In the data below, find each line that contains the word "movement" and copy it.
● ● ● ●
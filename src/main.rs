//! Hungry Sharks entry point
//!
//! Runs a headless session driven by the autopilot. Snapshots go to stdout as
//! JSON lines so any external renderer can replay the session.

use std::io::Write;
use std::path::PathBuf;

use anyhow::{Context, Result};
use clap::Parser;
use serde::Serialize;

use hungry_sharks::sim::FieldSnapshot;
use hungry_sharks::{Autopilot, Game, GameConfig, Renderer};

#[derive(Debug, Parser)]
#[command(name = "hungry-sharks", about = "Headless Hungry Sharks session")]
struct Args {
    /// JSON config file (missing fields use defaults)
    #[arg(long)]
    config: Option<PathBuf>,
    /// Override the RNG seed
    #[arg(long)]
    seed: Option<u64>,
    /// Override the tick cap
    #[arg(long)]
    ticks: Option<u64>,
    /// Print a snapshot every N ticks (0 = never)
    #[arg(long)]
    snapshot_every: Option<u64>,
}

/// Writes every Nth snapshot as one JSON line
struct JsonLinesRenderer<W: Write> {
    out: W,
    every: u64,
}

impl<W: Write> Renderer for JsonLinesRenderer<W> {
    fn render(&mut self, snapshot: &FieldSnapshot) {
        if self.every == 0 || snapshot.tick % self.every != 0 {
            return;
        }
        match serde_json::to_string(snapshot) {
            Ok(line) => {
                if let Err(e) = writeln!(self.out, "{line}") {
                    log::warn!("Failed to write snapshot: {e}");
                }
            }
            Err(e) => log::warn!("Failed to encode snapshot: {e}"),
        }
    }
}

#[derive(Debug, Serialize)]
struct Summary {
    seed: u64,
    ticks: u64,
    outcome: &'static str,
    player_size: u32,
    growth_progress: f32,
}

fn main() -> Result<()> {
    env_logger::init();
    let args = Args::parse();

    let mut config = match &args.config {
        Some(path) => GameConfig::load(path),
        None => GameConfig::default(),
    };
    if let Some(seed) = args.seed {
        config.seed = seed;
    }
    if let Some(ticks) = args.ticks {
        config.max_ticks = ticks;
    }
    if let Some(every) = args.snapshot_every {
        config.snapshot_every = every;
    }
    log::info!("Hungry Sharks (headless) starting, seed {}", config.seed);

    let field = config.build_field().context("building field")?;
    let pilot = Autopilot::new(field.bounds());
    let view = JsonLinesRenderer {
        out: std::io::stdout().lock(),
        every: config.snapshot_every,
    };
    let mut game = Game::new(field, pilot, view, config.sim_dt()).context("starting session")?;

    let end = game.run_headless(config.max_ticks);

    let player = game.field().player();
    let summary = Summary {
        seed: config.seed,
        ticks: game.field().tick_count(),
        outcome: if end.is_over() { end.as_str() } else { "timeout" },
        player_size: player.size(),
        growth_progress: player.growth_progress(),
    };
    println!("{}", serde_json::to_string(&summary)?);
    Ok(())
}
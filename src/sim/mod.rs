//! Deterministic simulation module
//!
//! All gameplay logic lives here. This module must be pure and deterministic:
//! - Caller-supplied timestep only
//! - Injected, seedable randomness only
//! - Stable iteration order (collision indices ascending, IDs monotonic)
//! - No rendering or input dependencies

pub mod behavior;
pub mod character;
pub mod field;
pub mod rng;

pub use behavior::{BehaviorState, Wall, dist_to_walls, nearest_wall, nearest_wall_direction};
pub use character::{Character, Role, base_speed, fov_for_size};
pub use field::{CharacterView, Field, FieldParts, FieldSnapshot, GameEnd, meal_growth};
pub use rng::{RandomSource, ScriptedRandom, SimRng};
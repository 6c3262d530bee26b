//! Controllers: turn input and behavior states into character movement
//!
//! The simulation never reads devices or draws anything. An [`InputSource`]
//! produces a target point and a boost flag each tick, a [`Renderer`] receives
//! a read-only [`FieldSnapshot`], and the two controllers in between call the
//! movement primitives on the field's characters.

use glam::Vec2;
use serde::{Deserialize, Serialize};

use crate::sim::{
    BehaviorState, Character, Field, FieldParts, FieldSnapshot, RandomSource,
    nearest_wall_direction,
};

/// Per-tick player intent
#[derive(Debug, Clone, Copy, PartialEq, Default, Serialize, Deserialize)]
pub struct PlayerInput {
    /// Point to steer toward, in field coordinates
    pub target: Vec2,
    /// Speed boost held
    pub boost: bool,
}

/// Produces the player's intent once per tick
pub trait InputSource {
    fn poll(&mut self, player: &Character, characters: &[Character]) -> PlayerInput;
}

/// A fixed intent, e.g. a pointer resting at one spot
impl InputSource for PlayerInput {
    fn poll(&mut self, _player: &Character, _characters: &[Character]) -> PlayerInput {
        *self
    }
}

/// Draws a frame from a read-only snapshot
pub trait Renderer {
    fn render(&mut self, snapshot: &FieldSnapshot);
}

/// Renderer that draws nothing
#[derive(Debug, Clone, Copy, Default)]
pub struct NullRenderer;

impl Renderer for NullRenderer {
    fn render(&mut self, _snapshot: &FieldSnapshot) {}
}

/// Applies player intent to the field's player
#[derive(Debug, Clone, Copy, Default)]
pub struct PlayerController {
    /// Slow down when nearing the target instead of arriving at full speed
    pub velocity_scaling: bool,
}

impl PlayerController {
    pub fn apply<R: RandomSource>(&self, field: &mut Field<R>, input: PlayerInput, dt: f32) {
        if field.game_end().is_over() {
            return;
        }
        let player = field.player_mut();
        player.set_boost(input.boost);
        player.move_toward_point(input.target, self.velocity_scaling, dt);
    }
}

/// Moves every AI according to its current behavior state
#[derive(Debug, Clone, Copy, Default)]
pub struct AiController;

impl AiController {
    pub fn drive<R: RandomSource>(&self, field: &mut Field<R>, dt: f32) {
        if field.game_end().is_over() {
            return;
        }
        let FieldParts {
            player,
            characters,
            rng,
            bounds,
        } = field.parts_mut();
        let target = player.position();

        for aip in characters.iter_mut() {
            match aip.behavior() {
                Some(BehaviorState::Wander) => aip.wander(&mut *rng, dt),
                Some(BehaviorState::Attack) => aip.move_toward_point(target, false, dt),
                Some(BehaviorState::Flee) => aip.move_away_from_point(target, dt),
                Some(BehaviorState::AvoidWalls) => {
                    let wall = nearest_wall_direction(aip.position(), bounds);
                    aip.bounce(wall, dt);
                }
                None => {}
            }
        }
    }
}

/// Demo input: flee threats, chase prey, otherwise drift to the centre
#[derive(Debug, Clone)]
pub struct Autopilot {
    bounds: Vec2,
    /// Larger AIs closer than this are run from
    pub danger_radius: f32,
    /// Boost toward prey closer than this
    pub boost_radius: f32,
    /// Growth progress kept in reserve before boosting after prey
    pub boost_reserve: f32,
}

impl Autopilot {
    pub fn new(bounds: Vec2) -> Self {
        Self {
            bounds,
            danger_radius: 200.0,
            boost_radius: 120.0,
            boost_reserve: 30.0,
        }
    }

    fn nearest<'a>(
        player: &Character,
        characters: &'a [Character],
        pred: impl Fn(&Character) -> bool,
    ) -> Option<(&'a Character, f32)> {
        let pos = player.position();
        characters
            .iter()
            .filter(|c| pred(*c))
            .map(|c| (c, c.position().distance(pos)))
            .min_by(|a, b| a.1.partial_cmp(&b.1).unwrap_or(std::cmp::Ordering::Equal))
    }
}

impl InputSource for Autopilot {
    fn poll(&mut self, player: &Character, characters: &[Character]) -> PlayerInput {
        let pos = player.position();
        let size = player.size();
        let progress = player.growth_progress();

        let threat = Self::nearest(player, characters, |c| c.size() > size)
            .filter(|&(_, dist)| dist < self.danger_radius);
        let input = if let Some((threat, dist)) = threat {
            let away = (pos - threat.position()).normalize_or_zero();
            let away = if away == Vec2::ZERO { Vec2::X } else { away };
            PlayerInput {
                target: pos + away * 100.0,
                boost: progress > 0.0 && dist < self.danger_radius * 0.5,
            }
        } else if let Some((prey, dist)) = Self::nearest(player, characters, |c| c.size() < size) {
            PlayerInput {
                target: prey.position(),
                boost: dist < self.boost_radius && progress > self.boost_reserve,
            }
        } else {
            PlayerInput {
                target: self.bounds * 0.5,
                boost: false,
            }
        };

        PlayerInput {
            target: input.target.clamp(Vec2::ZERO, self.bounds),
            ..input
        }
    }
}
● ● ● ●
* **Written reply**:
//! Controllers: turn input and behavior states into character movement
//! movement primitives on the field's characters.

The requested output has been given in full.